Stored data entries
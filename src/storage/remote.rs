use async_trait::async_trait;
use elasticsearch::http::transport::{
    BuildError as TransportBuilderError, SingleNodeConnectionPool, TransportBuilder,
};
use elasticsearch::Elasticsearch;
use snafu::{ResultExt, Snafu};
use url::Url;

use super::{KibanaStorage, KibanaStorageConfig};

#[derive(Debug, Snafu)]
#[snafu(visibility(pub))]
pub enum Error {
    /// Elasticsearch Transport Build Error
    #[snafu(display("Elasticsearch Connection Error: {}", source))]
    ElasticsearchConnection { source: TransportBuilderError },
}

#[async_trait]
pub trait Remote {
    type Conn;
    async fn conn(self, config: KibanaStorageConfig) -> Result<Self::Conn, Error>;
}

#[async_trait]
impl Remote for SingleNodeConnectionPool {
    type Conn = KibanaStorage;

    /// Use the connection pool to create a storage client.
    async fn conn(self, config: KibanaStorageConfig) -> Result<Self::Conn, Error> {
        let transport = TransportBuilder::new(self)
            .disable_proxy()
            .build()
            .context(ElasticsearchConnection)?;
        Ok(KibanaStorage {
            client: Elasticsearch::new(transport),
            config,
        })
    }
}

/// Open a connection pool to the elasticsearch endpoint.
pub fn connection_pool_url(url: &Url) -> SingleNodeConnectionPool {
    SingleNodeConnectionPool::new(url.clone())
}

==

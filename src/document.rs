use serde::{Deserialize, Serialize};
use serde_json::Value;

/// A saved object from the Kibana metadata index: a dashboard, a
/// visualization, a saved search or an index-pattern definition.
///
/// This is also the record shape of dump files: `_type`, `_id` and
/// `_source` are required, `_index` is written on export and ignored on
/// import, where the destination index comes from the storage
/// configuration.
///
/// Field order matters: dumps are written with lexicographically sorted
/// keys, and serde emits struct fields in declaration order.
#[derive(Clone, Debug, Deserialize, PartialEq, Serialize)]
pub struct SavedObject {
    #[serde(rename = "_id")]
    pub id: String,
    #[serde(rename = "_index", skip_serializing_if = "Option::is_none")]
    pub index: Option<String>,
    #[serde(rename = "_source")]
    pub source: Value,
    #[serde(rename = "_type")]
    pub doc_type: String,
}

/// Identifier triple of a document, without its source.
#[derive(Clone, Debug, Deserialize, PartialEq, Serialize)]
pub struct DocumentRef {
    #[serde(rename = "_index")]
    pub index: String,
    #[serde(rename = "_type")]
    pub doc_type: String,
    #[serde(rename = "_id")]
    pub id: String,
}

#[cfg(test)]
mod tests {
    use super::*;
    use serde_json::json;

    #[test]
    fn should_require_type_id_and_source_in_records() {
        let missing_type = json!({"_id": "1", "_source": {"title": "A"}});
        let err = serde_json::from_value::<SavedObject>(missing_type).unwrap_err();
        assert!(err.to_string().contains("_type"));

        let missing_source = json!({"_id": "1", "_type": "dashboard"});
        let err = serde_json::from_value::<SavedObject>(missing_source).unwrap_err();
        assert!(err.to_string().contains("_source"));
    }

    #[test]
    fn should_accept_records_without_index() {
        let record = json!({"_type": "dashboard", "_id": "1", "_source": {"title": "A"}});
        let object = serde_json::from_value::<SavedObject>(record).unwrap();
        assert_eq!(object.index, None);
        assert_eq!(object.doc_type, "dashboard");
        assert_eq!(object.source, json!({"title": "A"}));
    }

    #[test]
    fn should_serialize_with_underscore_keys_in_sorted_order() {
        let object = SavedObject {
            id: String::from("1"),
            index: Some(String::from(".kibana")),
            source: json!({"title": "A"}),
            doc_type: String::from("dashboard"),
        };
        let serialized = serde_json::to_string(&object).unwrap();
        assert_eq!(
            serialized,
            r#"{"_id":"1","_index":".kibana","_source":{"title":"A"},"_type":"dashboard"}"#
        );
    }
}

==

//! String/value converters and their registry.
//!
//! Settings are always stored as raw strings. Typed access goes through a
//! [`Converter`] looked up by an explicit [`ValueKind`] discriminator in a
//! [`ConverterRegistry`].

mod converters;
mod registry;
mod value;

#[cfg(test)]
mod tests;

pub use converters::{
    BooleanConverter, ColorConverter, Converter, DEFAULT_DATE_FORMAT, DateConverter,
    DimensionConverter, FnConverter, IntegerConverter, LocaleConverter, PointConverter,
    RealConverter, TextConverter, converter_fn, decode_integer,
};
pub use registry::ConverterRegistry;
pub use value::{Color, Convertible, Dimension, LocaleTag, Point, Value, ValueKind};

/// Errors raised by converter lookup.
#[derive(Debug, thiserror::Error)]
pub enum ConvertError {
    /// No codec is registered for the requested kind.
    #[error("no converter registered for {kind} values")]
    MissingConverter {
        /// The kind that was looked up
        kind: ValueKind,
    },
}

§ What you need to do: Identify the lines above with the word "title". Copy them.

§ Task solution:
        let missing_type = json!({"_id": "1", "_source": {"title": "A"}});
        let record = json!({"_type": "dashboard", "_id": "1", "_source": {"title": "A"}});
        assert_eq!(object.source, json!({"title": "A"}));
            source: json!({"title": "A"}),
            r#"{"_id":"1","_index":".kibana","_source":{"title":"A"},"_type":"dashboard"}"#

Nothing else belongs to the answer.